------ DATA RECORDS ------

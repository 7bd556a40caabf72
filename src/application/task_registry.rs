//! In-memory ledger of background batches.

use crate::domain::processing::BatchSummary;
use crate::domain::tasks::{StatusCounts, TaskRecord, TaskStats, TaskStatus};
use chrono::{DateTime, Duration, Utc};
use parking_lot::Mutex;
use rand::RngCore;
use sha2::{Digest, Sha256};
use std::any::Any;
use std::collections::BTreeMap;
use std::future::Future;
use std::sync::Arc;
use thiserror::Error;
use tokio::task::JoinHandle;
use tracing::{error, info, warn};
use uuid::Uuid;

const MAX_ID_ATTEMPTS: usize = 10;

#[derive(Debug, Error, PartialEq, Eq)]
pub enum RegistryError {
    #[error("task {0} not found")]
    NotFound(String),
    #[error("unable to generate a unique task id")]
    IdSpaceExhausted,
}

fn random_hex(bytes: usize) -> String {
    let mut buf = vec![0u8; bytes];
    rand::thread_rng().fill_bytes(&mut buf);
    hex::encode(buf)
}

/// First 16 hex chars of SHA-256 over a microsecond timestamp, a v4 UUID and
/// eight random bytes.
fn primary_id() -> String {
    let mut hasher = Sha256::new();
    hasher.update(Utc::now().timestamp_micros().to_string());
    hasher.update(Uuid::new_v4().as_bytes());
    hasher.update(random_hex(8));
    let digest = hex::encode(hasher.finalize());
    digest[..16].to_string()
}

fn fallback_id() -> String {
    format!("fallback-{}-{}", Utc::now().timestamp_micros(), random_hex(8))
}

fn allocate_id(
    taken: &BTreeMap<String, TaskRecord>,
    mut primary: impl FnMut() -> String,
    fallback: impl FnOnce() -> String,
) -> Result<String, RegistryError> {
    for attempt in 1..=MAX_ID_ATTEMPTS {
        let candidate = primary();
        if !taken.contains_key(&candidate) {
            return Ok(candidate);
        }
        warn!(attempt, "task id collision, retrying");
    }
    let candidate = fallback();
    if taken.contains_key(&candidate) {
        error!("fallback task id collided; refusing to overwrite an existing task");
        return Err(RegistryError::IdSpaceExhausted);
    }
    warn!(task_id = %candidate, "using fallback task id");
    Ok(candidate)
}

/// Task records keyed by ID behind a single mutex. Listing and sweeping copy
/// what they need and release the guard before sorting or filtering.
#[derive(Default)]
pub struct TaskRegistry {
    tasks: Mutex<BTreeMap<String, TaskRecord>>,
}

impl TaskRegistry {
    pub fn new() -> Self {
        Self::default()
    }

    pub fn create(&self, clip_ids: Vec<String>) -> Result<String, RegistryError> {
        self.create_with(clip_ids, primary_id, fallback_id)
    }

    fn create_with(
        &self,
        clip_ids: Vec<String>,
        primary: impl FnMut() -> String,
        fallback: impl FnOnce() -> String,
    ) -> Result<String, RegistryError> {
        let mut tasks = self.tasks.lock();
        let task_id = allocate_id(&tasks, primary, fallback)?;
        let clip_count = clip_ids.len();
        tasks.insert(
            task_id.clone(),
            TaskRecord::queued(task_id.clone(), clip_ids, Utc::now()),
        );
        info!(task_id = %task_id, clips = clip_count, "created task");
        Ok(task_id)
    }

    pub fn get(&self, task_id: &str) -> Option<TaskRecord> {
        self.tasks.lock().get(task_id).cloned()
    }

    /// `started_at` and `completed_at` are stamped only on the first
    /// transition into Running and into a terminal state respectively.
    pub fn update_status(
        &self,
        task_id: &str,
        status: TaskStatus,
        results: Option<BatchSummary>,
        error: Option<String>,
    ) -> Result<(), RegistryError> {
        let mut tasks = self.tasks.lock();
        let record = tasks
            .get_mut(task_id)
            .ok_or_else(|| RegistryError::NotFound(task_id.to_string()))?;
        let now = Utc::now();
        record.status = status;
        if status == TaskStatus::Running && record.started_at.is_none() {
            record.started_at = Some(now);
        }
        if status.is_terminal() && record.completed_at.is_none() {
            record.completed_at = Some(now);
        }
        if results.is_some() {
            record.results = results;
        }
        if error.is_some() {
            record.error = error;
        }
        info!(task_id = %task_id, status = status.as_str(), "task status updated");
        Ok(())
    }

    /// Newest first.
    pub fn list(&self, limit: usize) -> Vec<TaskRecord> {
        let mut snapshot: Vec<TaskRecord> = self.tasks.lock().values().cloned().collect();
        snapshot.sort_by(|a, b| b.created_at.cmp(&a.created_at));
        snapshot.truncate(limit);
        snapshot
    }

    pub fn delete(&self, task_id: &str) -> bool {
        let removed = self.tasks.lock().remove(task_id).is_some();
        if removed {
            info!(task_id = %task_id, "deleted task");
        }
        removed
    }

    pub fn sweep(&self, max_age: Duration) -> usize {
        self.sweep_at(max_age, Utc::now())
    }

    /// Removes terminal tasks created before `now - max_age`. Queued and
    /// running tasks survive regardless of age.
    pub fn sweep_at(&self, max_age: Duration, now: DateTime<Utc>) -> usize {
        let cutoff = now - max_age;
        let snapshot: Vec<(String, TaskStatus, DateTime<Utc>)> = self
            .tasks
            .lock()
            .values()
            .map(|r| (r.task_id.clone(), r.status, r.created_at))
            .collect();
        let expired: Vec<String> = snapshot
            .into_iter()
            .filter(|(_, status, created_at)| status.is_terminal() && *created_at < cutoff)
            .map(|(id, _, _)| id)
            .collect();
        if expired.is_empty() {
            return 0;
        }

        let mut tasks = self.tasks.lock();
        let mut removed = 0;
        for id in expired {
            // Status may have moved since the snapshot.
            let still_terminal = tasks.get(&id).map_or(false, |r| r.status.is_terminal());
            if still_terminal && tasks.remove(&id).is_some() {
                removed += 1;
            }
        }
        info!(removed, "swept old tasks");
        removed
    }

    pub fn count(&self) -> usize {
        self.tasks.lock().len()
    }

    pub fn stats(&self) -> TaskStats {
        let statuses: Vec<TaskStatus> = self.tasks.lock().values().map(|r| r.status).collect();
        let mut by_status = StatusCounts::default();
        for status in &statuses {
            match status {
                TaskStatus::Queued => by_status.queued += 1,
                TaskStatus::Running => by_status.running += 1,
                TaskStatus::Completed => by_status.completed += 1,
                TaskStatus::Failed => by_status.failed += 1,
            }
        }
        TaskStats {
            total_tasks: statuses.len(),
            by_status,
        }
    }

    #[cfg(test)]
    pub(crate) fn backdate(&self, task_id: &str, created_at: DateTime<Utc>) {
        if let Some(record) = self.tasks.lock().get_mut(task_id) {
            record.created_at = created_at;
        }
    }
}

fn panic_message(payload: &(dyn Any + Send)) -> String {
    if let Some(s) = payload.downcast_ref::<&str>() {
        (*s).to_string()
    } else if let Some(s) = payload.downcast_ref::<String>() {
        s.clone()
    } else {
        "batch panicked".to_string()
    }
}

/// Runs `batch` in the background against `task_id`: Running on start,
/// Completed with the summary on return, Failed if the batch panics. There is
/// no cancellation.
pub fn spawn_tracked<F>(registry: Arc<TaskRegistry>, task_id: String, batch: F) -> JoinHandle<()>
where
    F: Future<Output = BatchSummary> + Send + 'static,
{
    tokio::spawn(async move {
        if let Err(e) = registry.update_status(&task_id, TaskStatus::Running, None, None) {
            warn!(task_id = %task_id, error = %e, "task vanished before it started");
        }

        let outcome = match tokio::spawn(batch).await {
            Ok(summary) => {
                info!(
                    task_id = %task_id,
                    successful = summary.successful,
                    failed = summary.failed,
                    "background batch finished"
                );
                registry.update_status(&task_id, TaskStatus::Completed, Some(summary), None)
            }
            Err(join_error) => {
                let message = if join_error.is_panic() {
                    panic_message(join_error.into_panic().as_ref())
                } else {
                    join_error.to_string()
                };
                error!(task_id = %task_id, error = %message, "background batch failed");
                registry.update_status(&task_id, TaskStatus::Failed, None, Some(message))
            }
        };
        if let Err(e) = outcome {
            warn!(task_id = %task_id, error = %e, "could not record task outcome");
        }
    })
}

------

* REQUIREMENT:
Please give back the records exactly as written, beginning at the first line and including the line that holds "let mut buf = vec![0u8; bytes];" as the last.

* RESULT OF THIS TASK:
repository 7bd556a40caabf72
filename src/application/task_registry.rs
//! In-memory ledger of background batches.

use crate::domain::processing::BatchSummary;
use crate::domain::tasks::{StatusCounts, TaskRecord, TaskStats, TaskStatus};
use chrono::{DateTime, Duration, Utc};
use parking_lot::Mutex;
use rand::RngCore;
use sha2::{Digest, Sha256};
use std::any::Any;
use std::collections::BTreeMap;
use std::future::Future;
use std::sync::Arc;
use thiserror::Error;
use tokio::task::JoinHandle;
use tracing::{error, info, warn};
use uuid::Uuid;

const MAX_ID_ATTEMPTS: usize = 10;

#[derive(Debug, Error, PartialEq, Eq)]
pub enum RegistryError {
    #[error("task {0} not found")]
    NotFound(String),
    #[error("unable to generate a unique task id")]
    IdSpaceExhausted,
}

fn random_hex(bytes: usize) -> String {
    let mut buf = vec![0u8; bytes];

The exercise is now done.